The training process, this is based on the ATS and the DNN,
where Initial training was based on Supervised
Learning using data from 160,000 games.
That's 30 million human moves.
Then, Advanced training on the AlphaGo master
system using TPU second generation one,
was based on reinforcement learning,
by playing games against itself.
Now, what is learning and what is training?
Learning is a method used in training the
weights of the Deep Learning Neural Network,
to make it perform in a desired way.
Such that, it builds up intelligence inside in making
very accurate decisions under complex situations,
where Supervised Learning is training that uses labeled data.
Labeled data is data that has a desired output,
a target output result.
For example, it's like this.
You put information over there at the input layer,
It goes through the hidden layers in between
and then something comes out the output layer.
This is a current output.
Then, we have the desired output, the labeled data.
Now, does the current output match the labeled data, the desired output?

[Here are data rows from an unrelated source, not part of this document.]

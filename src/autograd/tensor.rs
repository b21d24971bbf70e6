//! Tensor type with gradient tracking

use super::backward::BackwardOp;
use ndarray::Array1;
use std::cell::RefCell;
use std::fmt;
use std::rc::Rc;
use std::sync::atomic::{AtomicUsize, Ordering};

static NEXT_TENSOR_ID: AtomicUsize = AtomicUsize::new(0);

fn next_id() -> usize {
    NEXT_TENSOR_ID.fetch_add(1, Ordering::Relaxed)
}

/// Flat `f32` tensor participating in the autograd graph
///
/// Data is reference counted and copied on write, so a tensor captured by a
/// backward op keeps the values it had at forward time even after an
/// optimizer updates the owning parameter. The gradient cell is shared by
/// all clones: gradients accumulated through the graph land on the
/// parameter owned by the network.
///
/// Shapes are not stored; operations take explicit dimensions.
#[derive(Clone)]
pub struct Tensor {
    data: Rc<Array1<f32>>,
    grad: Rc<RefCell<Option<Array1<f32>>>>,
    backward_op: Option<Rc<dyn BackwardOp>>,
    requires_grad: bool,
    id: usize,
}

impl Tensor {
    /// Create a tensor from an array
    pub fn new(data: Array1<f32>, requires_grad: bool) -> Self {
        Self {
            data: Rc::new(data),
            grad: Rc::new(RefCell::new(None)),
            backward_op: None,
            requires_grad,
            id: next_id(),
        }
    }

    /// Create a tensor from a vector
    pub fn from_vec(data: Vec<f32>, requires_grad: bool) -> Self {
        Self::new(Array1::from(data), requires_grad)
    }

    /// Tensor of zeros
    pub fn zeros(len: usize, requires_grad: bool) -> Self {
        Self::new(Array1::zeros(len), requires_grad)
    }

    /// Tensor of ones
    pub fn ones(len: usize, requires_grad: bool) -> Self {
        Self::new(Array1::ones(len), requires_grad)
    }

    /// Single-element constant
    pub fn scalar(value: f32) -> Self {
        Self::from_vec(vec![value], false)
    }

    /// Graph node identity, shared by clones
    pub fn id(&self) -> usize {
        self.id
    }

    /// Borrow the data
    pub fn data(&self) -> &Array1<f32> {
        &self.data
    }

    /// Mutable access to the data (copies if a graph still holds the old values)
    pub fn data_mut(&mut self) -> &mut Array1<f32> {
        Rc::make_mut(&mut self.data)
    }

    /// Copy the data out
    pub fn to_vec(&self) -> Vec<f32> {
        self.data.to_vec()
    }

    /// First element, for scalar losses
    pub fn item(&self) -> f32 {
        self.data.first().copied().unwrap_or(0.0)
    }

    /// Number of elements
    pub fn len(&self) -> usize {
        self.data.len()
    }

    /// True if the tensor holds no elements
    pub fn is_empty(&self) -> bool {
        self.data.is_empty()
    }

    pub fn requires_grad(&self) -> bool {
        self.requires_grad
    }

    pub fn set_requires_grad(&mut self, requires_grad: bool) {
        self.requires_grad = requires_grad;
    }

    /// Current accumulated gradient
    pub fn grad(&self) -> Option<Array1<f32>> {
        self.grad.borrow().clone()
    }

    /// Overwrite the gradient
    pub fn set_grad(&self, grad: Array1<f32>) {
        *self.grad.borrow_mut() = Some(grad);
    }

    /// Add into the gradient
    pub fn accumulate_grad(&self, grad: Array1<f32>) {
        let mut cell = self.grad.borrow_mut();
        match cell.as_mut() {
            Some(existing) => *existing += &grad,
            None => *cell = Some(grad),
        }
    }

    /// Clear the gradient
    pub fn zero_grad(&self) {
        *self.grad.borrow_mut() = None;
    }

    pub fn backward_op(&self) -> Option<Rc<dyn BackwardOp>> {
        self.backward_op.clone()
    }

    pub fn set_backward_op(&mut self, op: Rc<dyn BackwardOp>) {
        self.backward_op = Some(op);
    }

    /// True for tensors not produced by a recorded operation
    pub fn is_leaf(&self) -> bool {
        self.backward_op.is_none()
    }

    /// Same values, cut from the graph
    pub fn detach(&self) -> Tensor {
        Tensor {
            data: Rc::clone(&self.data),
            grad: Rc::new(RefCell::new(None)),
            backward_op: None,
            requires_grad: false,
            id: next_id(),
        }
    }
}

impl fmt::Debug for Tensor {
    fn fmt(&self, f: &mut fmt::Formatter<'_>) -> fmt::Result {
        f.debug_struct("Tensor")
            .field("id", &self.id)
            .field("len", &self.data.len())
            .field("requires_grad", &self.requires_grad)
            .field("is_leaf", &self.is_leaf())
            .finish()
    }
}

If not, there is going to be an error.
This error is fed back into the system to retrain
the system such that it matches our desired output.
And this process is what we call Supervised Learning,
because it has this right here,
the desired output, the labeled data.
Now, compared to this,
Reinforcement Learning is different,
because this learns from trial and error.
And the best operation method is discovered by DNN.
Feedback is given back into the system and no labeled data is used.
This is where it's significantly different from Supervised Learning.
And as an example,
the maze path finding is a good example of
Reinforcement Learning because from trial and error,
there is no label data and it learns by trying and
trying until it figures out the optimal way to do this process.
Now in the training process,
one of the things that you'll see is that Supervised Learning is
the majority of the overall learning process, the training process.
Nearly taking up about maybe at least as 85%
of the training process even up to maybe 99%.
And, if needed at the end,
reinforcement learning is added on to make it even better.
These are the references that I used and I recommend them to you.
In addition, I have to mention that in the later chapters
of this course in Deep Learning for Business,
I'm going to get into further details of the Neural Network,
the Deep Learning Neural Network,
and its related technologies.
So, we'll go into further details over
there and I hope you wait and join me in those lectures as well.
These are the references. Thank you.